There are rumors that “gay” scenes were cut from the movie, but Marvel Studios says no, never happened.

Obviously the only thing that’ll float their boat is another movie featuring a “gay” superhero with a fabulous cape. The Calico Catamite. The Silver Sod. Filigree Fairy. I mean, really–you’re Hollywood, you just can’t sleep at night unless you’ve done something to befoul our culture.

And then some other victim identity group will be jealous and there’ll have to be a caped superhero for them, too. The wheelchair-bound, in-a-coma, lactose intolerant, here illegally, totally incompetent, unintelligible, ADHD superhero  with shaving cream on her head instead of hair.

Oh–and please watch out for intersectionality. Y’know what?
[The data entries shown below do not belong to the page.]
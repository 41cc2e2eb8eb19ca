use crate::core::error::Result;
use crate::core::types::Value;
use crate::dialect::{
    check_enum, foreign_key_clauses, get_db_type, is_implicit_index, quoted_columns, SqlDialect,
    DATETIME_TEXT_FORMAT,
};
use crate::schema::{ColumnDefinition, ColumnIndex, DatabaseDefinition, DatabaseType, IndexKind, TableDefinition};

/// MySQL and MariaDB. The two differ in native UUID and inet support,
/// which is carried by the resolved column types.
#[derive(Debug, Clone, Copy)]
pub struct MySqlDialect {
    flavor: DatabaseType,
}

impl MySqlDialect {
    pub fn new(flavor: DatabaseType) -> Self {
        debug_assert!(flavor.is_mysql_family());
        MySqlDialect { flavor }
    }
}

impl SqlDialect for MySqlDialect {
    fn database_type(&self) -> DatabaseType {
        self.flavor
    }

    fn parameter_marker(&self, name: &str) -> String {
        format!("?{}", name)
    }

    fn quote_identifier(&self, name: &str) -> String {
        format!("`{}`", name.replace('`', "``"))
    }

    // backslash is itself an escape inside MySQL string literals
    fn like_escape(&self) -> &'static str {
        "ESCAPE '\\\\'"
    }

    fn limit_offset(&self, limit: Option<u64>, offset: Option<u64>) -> Option<String> {
        match (limit, offset) {
            (None, None) => None,
            (Some(l), None) => Some(format!("LIMIT {}", l)),
            (Some(l), Some(o)) => Some(format!("LIMIT {} OFFSET {}", l, o)),
            // MySQL has no OFFSET without LIMIT
            (None, Some(o)) => Some(format!("LIMIT {} OFFSET {}", u64::MAX, o)),
        }
    }

    fn write_value(&self, column: &ColumnDefinition, value: &Value) -> Result<Value> {
        check_enum(column, value)?;
        let ty = get_db_type(column, self.flavor)?;
        let written = match value {
            Value::Uuid(u) => match ty.name.as_str() {
                "binary" | "varbinary" | "blob" => Value::Bytes(u.as_bytes().to_vec()),
                "char" | "varchar" | "text" => Value::Text(u.hyphenated().to_string()),
                _ => Value::Uuid(*u),
            },
            Value::IpAddr(ip) if ty.name != "inet4" && ty.name != "inet6" => Value::Text(ip.to_string()),
            Value::DateTime(d) if ty.name != "datetime" && ty.name != "timestamp" => {
                Value::Text(d.format(DATETIME_TEXT_FORMAT).to_string())
            }
            other => other.clone(),
        };
        Ok(written)
    }

    fn create_table_sql(&self, database: &DatabaseDefinition, table: &TableDefinition) -> Result<String> {
        let mut lines = Vec::with_capacity(table.columns.len() + table.indices.len());
        for column in &table.columns {
            let mut line = format!("{} {}", self.quote_identifier(&column.name), self.column_type_sql(column)?);
            line.push_str(if column.nullable { " NULL" } else { " NOT NULL" });
            if column.auto_increment {
                line.push_str(" AUTO_INCREMENT");
            }
            lines.push(line);
        }
        if table.has_primary_key() {
            lines.push(format!("PRIMARY KEY ({})", quoted_columns(self, table, &table.primary_keys)));
        }
        for index in table.indices.iter().filter(|i| !is_implicit_index(i)) {
            let keyword = if index.kind == IndexKind::Unique { "UNIQUE KEY" } else { "KEY" };
            lines.push(format!(
                "{} {} ({})",
                keyword,
                self.quote_identifier(&index.name),
                quoted_columns(self, table, &index.columns)
            ));
        }
        lines.extend(foreign_key_clauses(self, database, table));
        Ok(format!(
            "CREATE TABLE IF NOT EXISTS {} (\n  {}\n)",
            self.quote_identifier(&table.name),
            lines.join(",\n  ")
        ))
    }

    fn create_index_sql(&self, _table: &TableDefinition, _index: &ColumnIndex) -> Option<String> {
        None
    }
}

#[cfg(test)]
mod tests {
    use super::*;
    use crate::schema::{ColumnBuilder, DatabaseBuilder, HostType, TableBuilder};
    use uuid::Uuid;

    fn database() -> DatabaseDefinition {
        DatabaseBuilder::new("app")
            .table(
                TableBuilder::new("users")
                    .column(ColumnBuilder::new("id", HostType::Uuid).primary_key())
                    .column(ColumnBuilder::new("name", HostType::String).db_type(DatabaseType::Default, "varchar(50)"))
                    .column(ColumnBuilder::new("role", HostType::Enum(vec!["Admin".into(), "User".into()]))),
            )
            .table(
                TableBuilder::new("posts")
                    .column(ColumnBuilder::new("id", HostType::Int64).primary_key().auto_increment())
                    .column(ColumnBuilder::new("author_id", HostType::Uuid))
                    .foreign_key("author_id", "users", "id", "author", "posts"),
            )
            .build()
            .unwrap()
    }

    #[test]
    fn mariadb_uses_native_uuid() {
        let db = database();
        let sql = MySqlDialect::new(DatabaseType::MariaDb)
            .create_table_sql(&db, &db.tables[0])
            .unwrap();
        assert!(sql.contains("`id` UUID NOT NULL"), "{}", sql);
        assert!(!sql.contains("BINARY(16)"), "{}", sql);
        assert!(sql.contains("`name` VARCHAR(50) NOT NULL"), "{}", sql);
        assert!(sql.contains("`role` ENUM('Admin','User') NOT NULL"), "{}", sql);
        assert!(sql.contains("PRIMARY KEY (`id`)"), "{}", sql);
    }

    #[test]
    fn mysql_stores_uuid_as_binary() {
        let db = database();
        let dialect = MySqlDialect::new(DatabaseType::MySql);
        let sql = dialect.create_table_sql(&db, &db.tables[0]).unwrap();
        assert!(sql.contains("`id` BINARY(16) NOT NULL"), "{}", sql);

        let id = Uuid::new_v4();
        let written = dialect.write_value(&db.tables[0].columns[0], &Value::Uuid(id)).unwrap();
        assert_eq!(written, Value::Bytes(id.as_bytes().to_vec()));

        let maria = MySqlDialect::new(DatabaseType::MariaDb);
        assert_eq!(maria.write_value(&db.tables[0].columns[0], &Value::Uuid(id)).unwrap(), Value::Uuid(id));
    }

    #[test]
    fn child_table_declares_key_index_and_constraint() {
        let db = database();
        let sql = MySqlDialect::new(DatabaseType::MySql)
            .create_table_sql(&db, &db.tables[1])
            .unwrap();
        assert!(sql.contains("`id` BIGINT NOT NULL AUTO_INCREMENT"), "{}", sql);
        assert!(sql.contains("KEY `fk_posts_author_id` (`author_id`)"), "{}", sql);
        assert!(
            sql.contains("CONSTRAINT `fk_posts_author_id` FOREIGN KEY (`author_id`) REFERENCES `users` (`id`)"),
            "{}",
            sql
        );
    }

    #[test]
    fn rejects_unknown_enum_label() {
        let db = database();
        let err = MySqlDialect::new(DatabaseType::MySql)
            .write_value(&db.tables[0].columns[2], &Value::from("Root"))
            .unwrap_err();
        assert!(err.to_string().contains("Root"));
    }
}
It just totally doesn’t matter what that is.

This is what happens to a Godless civilization.

Libs Turn Movie into Political Event

Now you can’t even go to a movie anymore without some “activist” shoving a voter registration form under your nose and babbling about “electoral justice.” At least that’s what happens when you try to see the new comic book superhero oh-gimme-a-break movie, The Black Panther (https://www.huffingtonpost.com/entry/voter-registration-black-panther_us_5a88616ae4b05c2bcacb7088).

This particular caper is the work of The Movement for Black Lives, which is “an ecosystem”–what?–“of black leaders and organizations fighting every single day,” blah-blah, and bugging people at the movie house is their “Electoral Justice Project.”

It would be a hard call to decide which obsesses liberals more, race or politics. Well, here they’ve got a two-for-one. And any time a leftid uses the word “justice,” watch out: it doesn’t mean what you and the dictionary think it means.

It goes without saying that the movie was created to make money. Well and good. But there’s something fishy about this particular movie. By and by we’ll be able to see exactly what it is.